● **PROMPT**
Every line of the entries with the word "VariantRecord" in it should be shown.

● **EXTRACTED DATA**
════════

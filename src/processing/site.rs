use serde::{Deserialize, Serialize};
use tracing::trace;

use crate::core::error::{FilterError, RecordError};
use crate::core::ploidy::HaploidSample;
use crate::core::record::VariantRecord;
use crate::core::types::{
    ActionMode, Classification, EvidenceMode, MaskStyle, GENOTYPE_KEY, MISSING_VALUE,
};
use crate::genotype::classify::{classify, DepthThresholds};
use crate::genotype::evidence::extract;

/// Configuration of a run
#[derive(Debug, Clone, Default, PartialEq, Serialize, Deserialize)]
pub struct RunConfig {
    /// Which FORMAT field decides heterozygosity
    pub evidence: EvidenceMode,
    /// Mask the calls or only report them
    pub action: ActionMode,
    /// How masked genotypes are written
    pub mask_style: MaskStyle,
    /// Thresholds for allele-depth evidence
    pub depth: DepthThresholds,
}

impl RunConfig {
    /// Check that the evidence and action modes can be combined.
    ///
    /// # Errors
    ///
    /// Returns `FilterError::Configuration` for depth evidence with the mask
    /// action: masking rewrites GT, which depth evidence never looks at.
    pub fn validate(&self) -> Result<(), FilterError> {
        if self.evidence == EvidenceMode::Depth && self.action == ActionMode::Mask {
            return Err(FilterError::configuration(
                "allele-depth evidence is only supported with the report action",
            ));
        }
        Ok(())
    }
}

/// A heterozygous call in a haploid sample
#[derive(Debug, Clone, PartialEq, Eq, Serialize)]
pub struct FlaggedCall<'a> {
    pub chrom: &'a str,
    pub pos: &'a str,
    pub sample: &'a str,
}

/// Result of processing one record
#[derive(Debug, Clone)]
pub struct SiteOutcome<'a> {
    /// The record, with masked genotypes applied in mask mode
    pub record: VariantRecord<'a>,
    /// Heterozygous haploid calls found (report mode only)
    pub flagged: Vec<FlaggedCall<'a>>,
    pub heterozygous: usize,
    pub masked: usize,
    pub uninformative: usize,
}

/// Applies classification and the configured action to each record
#[derive(Debug)]
pub struct SiteProcessor {
    config: RunConfig,
    haploids: Vec<HaploidSample>,
    sample_count: usize,
}

impl SiteProcessor {
    /// # Errors
    ///
    /// Returns `FilterError::Configuration` if the configuration is invalid.
    pub fn new(
        config: RunConfig,
        haploids: Vec<HaploidSample>,
        sample_count: usize,
    ) -> Result<Self, FilterError> {
        config.validate()?;
        Ok(Self {
            config,
            haploids,
            sample_count,
        })
    }

    /// Parse a data line and handle every haploid sample in it
    ///
    /// # Errors
    ///
    /// Returns `RecordError::Malformed` if the line is structurally invalid
    /// or its sample count differs from the header, and
    /// `RecordError::MissingField` if a required FORMAT key is absent.
    pub fn process<'a>(&'a self, line: &'a str) -> Result<SiteOutcome<'a>, RecordError> {
        let mut record = VariantRecord::parse(line)?;

        if record.sample_count() != self.sample_count {
            return Err(RecordError::Malformed(format!(
                "found {} sample columns but the header declares {}",
                record.sample_count(),
                self.sample_count
            )));
        }

        let mut outcome_flags = Vec::new();
        let mut heterozygous = 0;
        let mut masked = 0;
        let mut uninformative = 0;

        for haploid in &self.haploids {
            let evidence = extract(&record, haploid.column, self.config.evidence)?;
            let classification = classify(&evidence, &self.config.depth);

            match classification {
                Classification::Heterozygous => heterozygous += 1,
                Classification::Uninformative => {
                    uninformative += 1;
                    continue;
                }
                Classification::Homozygous => continue,
            }

            trace!(
                "{}:{} {} is heterozygous ({:?})",
                record.chromosome,
                record.position,
                haploid.name,
                evidence
            );

            match self.config.action {
                ActionMode::Mask => {
                    mask_genotype(&mut record, haploid.column, self.config.mask_style)?;
                    masked += 1;
                }
                ActionMode::Report => outcome_flags.push(FlaggedCall {
                    chrom: record.chromosome,
                    pos: record.position,
                    sample: &haploid.name,
                }),
            }
        }

        Ok(SiteOutcome {
            record,
            flagged: outcome_flags,
            heterozygous,
            masked,
            uninformative,
        })
    }
}

/// Replace a sample's GT with a missing call, keeping every other sub-field
fn mask_genotype(
    record: &mut VariantRecord<'_>,
    column: usize,
    style: MaskStyle,
) -> Result<(), RecordError> {
    let key_index = record.format_index(GENOTYPE_KEY).ok_or_else(|| {
        RecordError::MissingField(format!("FORMAT lacks the {GENOTYPE_KEY} key"))
    })?;
    let genotype = record.sub_value(column, key_index).unwrap_or(MISSING_VALUE);
    let missing = missing_call(genotype, style);
    record.set_sub_value(column, key_index, &missing)
}

/// Build the missing call replacing `genotype`.
///
/// `MatchArity` keeps the number of alleles and the delimiters of the
/// original call (`0/1` -> `./.`, `0|1|2` -> `.|.|.`).
#[must_use]
pub fn missing_call(genotype: &str, style: MaskStyle) -> String {
    match style {
        MaskStyle::Haploid => MISSING_VALUE.to_string(),
        MaskStyle::MatchArity => {
            let mut call = String::from(MISSING_VALUE);
            for delimiter in genotype.chars().filter(|c| matches!(c, '/' | '|')) {
                call.push(delimiter);
                call.push_str(MISSING_VALUE);
            }
            call
        }
    }
}
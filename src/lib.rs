//! # hapmask
//!
//! A library for finding heterozygous genotype calls in haploid samples of a VCF.
//!
//! Cohorts often mix ploidies: males are haploid on the X chromosome, some
//! organisms are sampled as both haploid and diploid individuals. A haploid
//! sample has a single chromosome copy, so a heterozygous call for it points to
//! a genotyping error or mismapped reads.
//!
//! `hapmask` streams a VCF once and, for every sample declared haploid, decides
//! whether its call shows more than one allele. Such calls are either masked to
//! missing or reported as a list of positions.
//!
//! ## Features
//!
//! - **Two evidence sources**: the called genotype (GT) or the raw allele depths (AD)
//! - **Multiallelic aware**: any two distinct alleles count, not just REF/ALT
//! - **Byte-exact output**: only masked sample columns are re-rendered
//! - **Streaming**: one record in memory at a time
//!
//! ## Example
//!
//! ```rust
//! use hapmask::{PloidySet, RunConfig, VcfWriter};
//! use std::io::Cursor;
//!
//! let vcf = "#CHROM\tPOS\tID\tREF\tALT\tQUAL\tFILTER\tINFO\tFORMAT\tf1\tm1\n\
//!            chrX\t100\t.\tA\tT,G\t.\t.\t.\tGT\t0/1\t1/2\n";
//!
//! let ploidy = PloidySet::new(["m1"]).unwrap();
//! let mut sink = VcfWriter::new(Vec::new());
//! let summary = hapmask::processing::run(
//!     &mut Cursor::new(vcf),
//!     &mut sink,
//!     1,
//!     &ploidy,
//!     &RunConfig::default(),
//! )
//! .unwrap();
//!
//! assert_eq!(summary.masked_calls, 1);
//! let out = String::from_utf8(sink.into_inner()).unwrap();
//! assert!(out.ends_with("GT\t0/1\t./.\n"));
//! ```
//!
//! ## Modules
//!
//! - [`core`]: Record model, ploidy set, configuration types and errors
//! - [`parsing`]: Parsers for the VCF header and haploid sample lists
//! - [`genotype`]: Evidence extraction and heterozygosity classification
//! - [`processing`]: Site processor, output sinks and the streaming driver
//! - [`cli`]: Command-line interface implementation

pub mod cli;
pub mod core;
pub mod genotype;
pub mod parsing;
pub mod processing;
pub mod utils;

// Re-export commonly used types for convenience
pub use core::error::FilterError;
pub use core::ploidy::{HaploidSample, PloidySet};
pub use core::record::VariantRecord;
pub use core::types::*;
pub use processing::emit::{FlagWriter, RecordSink, ReportFormat, VcfWriter};
pub use processing::site::{RunConfig, SiteProcessor};
pub use processing::RunSummary;
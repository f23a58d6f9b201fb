pub mod io;
pub mod validation;
use std::time::Duration;

use bytes::Bytes;

use super::{ObjectStorage, StorageError, StorageSession, UploadedFile};

#[derive(Debug, Clone, Copy)]
pub struct RetryPolicy {
    pub max_attempts: u32,
    pub base_delay: Duration,
}

impl Default for RetryPolicy {
    fn default() -> Self {
        Self {
            max_attempts: 5,
            base_delay: Duration::from_secs(1),
        }
    }
}

impl RetryPolicy {
    /// Wait before the attempt following `attempt` (1-based): base, 2x, 4x, ...
    pub fn delay_after(&self, attempt: u32) -> Duration {
        self.base_delay * 2u32.saturating_pow(attempt.saturating_sub(1))
    }
}

#[derive(Debug)]
pub struct UploadOutcome {
    pub file: UploadedFile,
    pub attempts: u32,
}

#[derive(Debug, thiserror::Error)]
pub enum UploadError {
    #[error("upload failed after {attempts} attempts due to persistent network issues: {source}")]
    Exhausted {
        attempts: u32,
        #[source]
        source: StorageError,
    },
    #[error(transparent)]
    Rejected(StorageError),
}

/// Uploads one object, retrying transient failures with exponential backoff.
/// Any other failure is returned right away without using the remaining budget.
pub async fn upload_with_retry(
    storage: &dyn ObjectStorage,
    session: &StorageSession,
    policy: RetryPolicy,
    file_name: &str,
    content_type: &str,
    data: Bytes,
) -> Result<UploadOutcome, UploadError> {
    let max_attempts = policy.max_attempts.max(1);
    let mut attempt = 1;

    loop {
        match storage
            .upload(session, file_name, content_type, data.clone())
            .await
        {
            Ok(file) => {
                return Ok(UploadOutcome {
                    file,
                    attempts: attempt,
                })
            }
            Err(err) if !err.is_transient() => return Err(UploadError::Rejected(err)),
            Err(err) if attempt >= max_attempts => {
                return Err(UploadError::Exhausted {
                    attempts: attempt,
                    source: err,
                })
            }
            Err(err) => {
                let delay = policy.delay_after(attempt);
                tracing::warn!(
                    file_name,
                    attempt,
                    max_attempts,
                    delay_ms = delay.as_millis() as u64,
                    error = %err,
                    "upload attempt failed, retrying"
                );
                tokio::time::sleep(delay).await;
                attempt += 1;
            }
        }
    }
}

#[cfg(test)]
mod tests {
    use super::*;
    use crate::storage::fake::FakeStorage;

    fn quick() -> RetryPolicy {
        RetryPolicy {
            max_attempts: 5,
            base_delay: Duration::from_millis(1),
        }
    }

    fn unavailable() -> StorageError {
        StorageError::Status {
            status: 503,
            message: "service_unavailable".to_string(),
        }
    }

    #[test]
    fn backoff_doubles_from_one_second() {
        let policy = RetryPolicy::default();
        let delays: Vec<_> = (1..=5).map(|a| policy.delay_after(a).as_secs()).collect();
        assert_eq!(delays, vec![1, 2, 4, 8, 16]);
    }

    #[tokio::test]
    async fn retries_transient_failures_until_success() {
        let storage = FakeStorage::default();
        storage.fail_next_uploads(vec![unavailable(), unavailable()]);
        let session = storage.authorize().await.unwrap();

        let outcome = upload_with_retry(
            &storage,
            &session,
            quick(),
            "a.png",
            "image/png",
            Bytes::from_static(b"png"),
        )
        .await
        .unwrap();

        assert_eq!(outcome.attempts, 3);
        assert_eq!(storage.upload_attempts(), 3);
        assert!(storage.contains("a.png"));
    }

    #[tokio::test]
    async fn aborts_immediately_on_non_transient_failure() {
        let storage = FakeStorage::default();
        storage.fail_next_uploads(vec![StorageError::Status {
            status: 400,
            message: "bad_request".to_string(),
        }]);
        let session = storage.authorize().await.unwrap();

        let err = upload_with_retry(
            &storage,
            &session,
            quick(),
            "a.png",
            "image/png",
            Bytes::from_static(b"png"),
        )
        .await
        .unwrap_err();

        assert!(matches!(err, UploadError::Rejected(_)));
        assert_eq!(storage.upload_attempts(), 1);
    }

    #[tokio::test]
    async fn gives_up_after_budget() {
        let storage = FakeStorage::default();
        storage.fail_next_uploads((0..6).map(|_| unavailable()).collect());
        let session = storage.authorize().await.unwrap();

        let err = upload_with_retry(
            &storage,
            &session,
            quick(),
            "a.png",
            "image/png",
            Bytes::from_static(b"png"),
        )
        .await
        .unwrap_err();

        assert!(matches!(err, UploadError::Exhausted { attempts: 5, .. }));
        assert_eq!(storage.upload_attempts(), 5);
    }
}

════════

● **OUTPUT FOR THIS TASK**
use crate::core::record::VariantRecord;
    pub record: VariantRecord<'a>,
        let mut record = VariantRecord::parse(line)?;
    record: &mut VariantRecord<'_>,
pub use core::record::VariantRecord;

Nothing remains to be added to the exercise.